Even with a shutter speed of 1/1000th of a second, eight meters (26 feet) of motion occurs during the exposure. Our 400-millimeter telephoto lens has a resolution of less than three meters on the ground. Simply pointing at a target and squeezing the shutter always yields a less-than-perfect image, and precise manual tracking must be done to capture truly sharp pictures. It usually takes a new space station crewmember a month of on-orbit practice to use the full capability of this telephoto lens.

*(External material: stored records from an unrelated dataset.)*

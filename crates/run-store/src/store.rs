use async_trait::async_trait;

use crate::{Result, RunState, SagaId, SagaStatus};

/// Core trait for run store implementations.
///
/// A run store holds one record per saga identifier. Implementations must be
/// thread-safe (Send + Sync) and make each `save` durable before returning;
/// the orchestrator relies on that to never lose a completed step.
#[async_trait]
pub trait RunStore: Send + Sync {
    /// Loads the record for `saga_id`.
    ///
    /// Returns None if no run has been saved under that identifier.
    async fn get(&self, saga_id: &SagaId) -> Result<Option<RunState>>;

    /// Writes the whole record for `saga_id`, replacing any previous one.
    async fn save(&self, saga_id: &SagaId, state: &RunState) -> Result<()>;

    /// Lists every run currently in `status`.
    ///
    /// Used by recovery sweeps to find runs interrupted by a crash.
    async fn list_by_status(&self, status: SagaStatus) -> Result<Vec<(SagaId, RunState)>>;
}

/// Extension trait providing convenience methods for run stores.
#[async_trait]
pub trait RunStoreExt: RunStore {
    /// Checks if a run record exists.
    async fn exists(&self, saga_id: &SagaId) -> Result<bool> {
        Ok(self.get(saga_id).await?.is_some())
    }

    /// Returns the status of a run, if it exists.
    async fn status(&self, saga_id: &SagaId) -> Result<Option<SagaStatus>> {
        Ok(self.get(saga_id).await?.map(|run| run.status))
    }
}

// Blanket implementation for all RunStore implementations
impl<T: RunStore + ?Sized> RunStoreExt for T {}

Another surprisingly difficult aspect of Earth photography is capturing a specific target. If I want to take a picture of Silverton, Oregon, my hometown, I have about 10 to 15 seconds of prime nadir (the point directly below us) viewing time to take the picture. If the image is taken off the nadir, a distorted, squashed projection is obtained. If I float up to the window and see my target, it’s too late to take a picture. If the camera has the wrong lens, the memory card is full, the battery depleted, or the camera is on some non-standard setting enabled by its myriad buttons and knobs, the opportunity will be over by the time the situation is corrected. And some targets like my hometown, sitting in the middle of farmland, are low-contrast and difficult to find. If more than a few seconds are needed to spot the target, again the moment is lost.

All of us have missed the chance to take that “good one.” Fortunately, when in orbit, what goes around comes around, and in a few days there will be another chance. It takes 90 minutes to circle the Earth, with about 60 minutes in daylight and 30 minutes in darkness. The globe is equally divided into day and night by the shadow line, but being 400 kilometers up, we travel a significant distance over the nighttime earth while the station remains in full sunlight. During those times, as viewed from Earth, we are brightly lit against a dark sky. This is a special period that makes it possible for people on the ground to observe space station pass overhead as a large, bright, moving point of light. This condition lasts for only about seven minutes; after that we are still overhead, but are unlit and so cannot be readily observed. Ironically, when earthlings can see us, we cannot see them. The glare from the full sun effectively turns our windows into mirrors that return our own ghostly reflection.

This often plays out when friends want to flash space station from the ground as it travels overhead. They shine green lasers, xenon strobes, and halogen spotlights at us as we sprint across the sky. These well-wishers don’t know that we cannot see a thing during this time. The best time to try this is during a dark pass when orbital calculations show that we are passing overhead. This becomes complicated when highly collimated light from lasers are used, since the beam diameter at our orbital distance is about one kilometer, and this spot has to be tracking us while in the dark. And of course we have to be looking. As often happens, technical details complicate what seems like a simple observation. So far, all attempts at flashing the space station have failed.”